Il n’est pas besoin de rappeler que la Vierge Marie est une figure majeure de foi en Orient et en Occident, pour les catholiques et pour les orthodoxes. Ceux-ci la fêtent et l’honorent de diverses manières, à travers moult célébrations liturgiques, artistiques ou populaires. Le 15 août, dit dans diverses contrées la « fête de la Vierge », est l’une de ces dates où l’on célèbre Marie. Mais de quelle solennité s’agit-il ?

D’aucuns, catholiques, répondent : c’est l’Assomption de la Vierge Marie ; et d’autres, orthodoxes, rétorquent : c’est la Dormition de la Mère de Dieu !

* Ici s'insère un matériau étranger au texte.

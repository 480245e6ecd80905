//! The immutable transition registry.
//!
//! A registry is built once from the complete catalogue of transitions and
//! answers read-only queries afterwards. Building validates that no two
//! transitions share a `(from, to)` pair or a name; a build either yields a
//! fully indexed registry or an error, never something in between.

use super::error::RegistryError;
use super::state::{Enumerable, State};
use super::transition::Transition;
use std::collections::{HashMap, HashSet};
use stillwater::validation::Validation;
use stillwater::NonEmptyVec;

/// Validated lookup table from `(from, to)` pairs to transitions.
///
/// Lookups are hash-map lookups. `outgoing` and `incoming` yield
/// transitions in the order they were declared.
///
/// # Example
///
/// ```rust
/// use phasemap::core::TransitionRegistry;
/// use phasemap::{state_enum, transition_enum};
///
/// state_enum! {
///     pub enum Phase { Solid, Liquid, Gas }
/// }
///
/// transition_enum! {
///     pub enum PhaseChange: Phase {
///         Melt(Solid => Liquid),
///         Freeze(Liquid => Solid),
///         Boil(Liquid => Gas),
///         Condense(Gas => Liquid),
///         Sublime(Solid => Gas),
///         Deposit(Gas => Solid),
///     }
/// }
///
/// let registry = TransitionRegistry::<PhaseChange>::from_catalogue().unwrap();
///
/// assert_eq!(registry.lookup(&Phase::Solid, &Phase::Liquid), Some(&PhaseChange::Melt));
/// assert_eq!(registry.lookup(&Phase::Solid, &Phase::Solid), None);
/// assert_eq!(registry.outgoing(&Phase::Gas).count(), 2);
/// ```
#[derive(Clone, Debug)]
pub struct TransitionRegistry<T: Transition> {
    states: Vec<T::State>,
    transitions: Vec<T>,
    by_pair: HashMap<(T::State, T::State), usize>,
    by_name: HashMap<String, usize>,
    outgoing: HashMap<T::State, Vec<usize>>,
    incoming: HashMap<T::State, Vec<usize>>,
}

impl<T: Transition> TransitionRegistry<T> {
    /// Build a registry from a state set and the full transition catalogue.
    ///
    /// `states` only feeds diagnostics (`states`, `isolated_states`); it
    /// never prunes transitions. Fails on the first transition that claims
    /// a pair or a name already taken by an earlier one.
    pub fn build<I, J>(states: I, transitions: J) -> Result<Self, RegistryError>
    where
        I: IntoIterator<Item = T::State>,
        J: IntoIterator<Item = T>,
    {
        let mut declared = Vec::new();
        let mut seen = HashSet::new();
        for state in states {
            if seen.insert(state.clone()) {
                declared.push(state);
            }
        }

        let mut registry = Self {
            states: declared,
            transitions: Vec::new(),
            by_pair: HashMap::new(),
            by_name: HashMap::new(),
            outgoing: HashMap::new(),
            incoming: HashMap::new(),
        };

        for transition in transitions {
            if let Err(error) = registry.insert(transition, &seen) {
                tracing::debug!(%error, "Rejected transition catalogue");
                return Err(error);
            }
        }

        tracing::debug!(
            transitions = registry.transitions.len(),
            states = registry.states.len(),
            "Built transition registry"
        );
        Ok(registry)
    }

    fn insert(
        &mut self,
        transition: T,
        declared: &HashSet<T::State>,
    ) -> Result<(), RegistryError> {
        let key = (transition.from().clone(), transition.to().clone());

        if let Some(&first) = self.by_pair.get(&key) {
            return Err(RegistryError::DuplicateTransition {
                from: key.0.name().to_string(),
                to: key.1.name().to_string(),
                first: self.transitions[first].name().to_string(),
                second: transition.name().to_string(),
            });
        }

        if self.by_name.contains_key(transition.name()) {
            return Err(RegistryError::DuplicateName {
                name: transition.name().to_string(),
            });
        }

        if !declared.is_empty() {
            for endpoint in [&key.0, &key.1] {
                if !declared.contains(endpoint) {
                    tracing::warn!(
                        transition = transition.name(),
                        state = endpoint.name(),
                        "Transition endpoint is not a declared state"
                    );
                }
            }
        }

        let index = self.transitions.len();
        self.outgoing.entry(key.0.clone()).or_default().push(index);
        self.incoming.entry(key.1.clone()).or_default().push(index);
        self.by_name.insert(transition.name().to_string(), index);
        self.by_pair.insert(key, index);
        self.transitions.push(transition);
        Ok(())
    }

    /// Build from the closed state and transition sets of enum catalogues.
    pub fn from_catalogue() -> Result<Self, RegistryError>
    where
        T: Enumerable + Clone,
        T::State: Enumerable,
    {
        Self::build(
            <T::State as Enumerable>::ALL.iter().cloned(),
            <T as Enumerable>::ALL.iter().cloned(),
        )
    }

    /// The transition connecting `from` to `to`, if one was declared.
    ///
    /// `None` is an ordinary answer meaning "no such edge".
    pub fn lookup(&self, from: &T::State, to: &T::State) -> Option<&T> {
        let key = (from.clone(), to.clone());
        self.by_pair.get(&key).map(|&index| &self.transitions[index])
    }

    /// Whether an edge connects `from` to `to`.
    pub fn contains(&self, from: &T::State, to: &T::State) -> bool {
        self.lookup(from, to).is_some()
    }

    /// Every transition leaving `from`, in declaration order.
    pub fn outgoing(&self, from: &T::State) -> impl Iterator<Item = &T> + '_ {
        self.indexed(self.outgoing.get(from))
    }

    /// Every transition arriving at `to`, in declaration order.
    pub fn incoming(&self, to: &T::State) -> impl Iterator<Item = &T> + '_ {
        self.indexed(self.incoming.get(to))
    }

    fn indexed<'a>(
        &'a self,
        indices: Option<&'a Vec<usize>>,
    ) -> impl Iterator<Item = &'a T> + 'a {
        indices
            .map(Vec::as_slice)
            .unwrap_or_default()
            .iter()
            .map(move |&index| &self.transitions[index])
    }

    /// The transition with the given name.
    pub fn get(&self, name: &str) -> Option<&T> {
        self.by_name.get(name).map(|&index| &self.transitions[index])
    }

    /// All transitions in declaration order.
    pub fn transitions(&self) -> &[T] {
        &self.transitions
    }

    /// The declared state set, deduplicated, in first-seen order.
    pub fn states(&self) -> &[T::State] {
        &self.states
    }

    pub fn len(&self) -> usize {
        self.transitions.len()
    }

    pub fn is_empty(&self) -> bool {
        self.transitions.is_empty()
    }

    /// Declared states that no transition enters or leaves.
    pub fn isolated_states(&self) -> impl Iterator<Item = &T::State> + '_ {
        self.states.iter().filter(|state| {
            !self.outgoing.contains_key(*state) && !self.incoming.contains_key(*state)
        })
    }

    /// Whether every state in `require_states` has at least one outgoing
    /// transition.
    pub fn is_complete<'a, I>(&self, require_states: I) -> bool
    where
        I: IntoIterator<Item = &'a T::State>,
        T::State: 'a,
    {
        require_states
            .into_iter()
            .all(|state| self.outgoing.contains_key(state))
    }

    /// Like [`is_complete`](Self::is_complete), but reports every state
    /// without an outgoing transition.
    pub fn check_complete<'a, I>(
        &self,
        require_states: I,
    ) -> Validation<(), NonEmptyVec<RegistryError>>
    where
        I: IntoIterator<Item = &'a T::State>,
        T::State: 'a,
    {
        let checks: Vec<Validation<(), NonEmptyVec<RegistryError>>> = require_states
            .into_iter()
            .map(|state| {
                if self.outgoing.contains_key(state) {
                    Validation::success(())
                } else {
                    Validation::fail(RegistryError::IncompleteState {
                        state: state.name().to_string(),
                    })
                }
            })
            .collect();

        Validation::all_vec(checks).map(|_| ())
    }
}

Les deux fêtes se confondent effectivement dans une même date, et l’histoire lie, dans un certain sens, l’évolution de ces deux visions de la personne de Marie. Cependant, force est de constater que cette célébration n’est pas qu’une expression de la diversité de l’Église, mais aussi l’endroit d’un différend dogmatique qui existe entre les catholiques et les orthodoxes. Si les premiers considèrent la Dormition comme faisant partie du dogme de l’Assomption, les seconds refusent ce dernier, et pour cause, sa dépendance du dogme de l’Immaculée conception que les Églises orthodoxes rejettent.

Pourtant, la Dormition et l’Assomption sont deux concepts qui expriment une même réalité : le départ exceptionnel de Marie. Cet article a comme but de mettre en lumière ces différentes lectures du « mystère de Marie ». Pour commencer, faisons un peu d’histoire.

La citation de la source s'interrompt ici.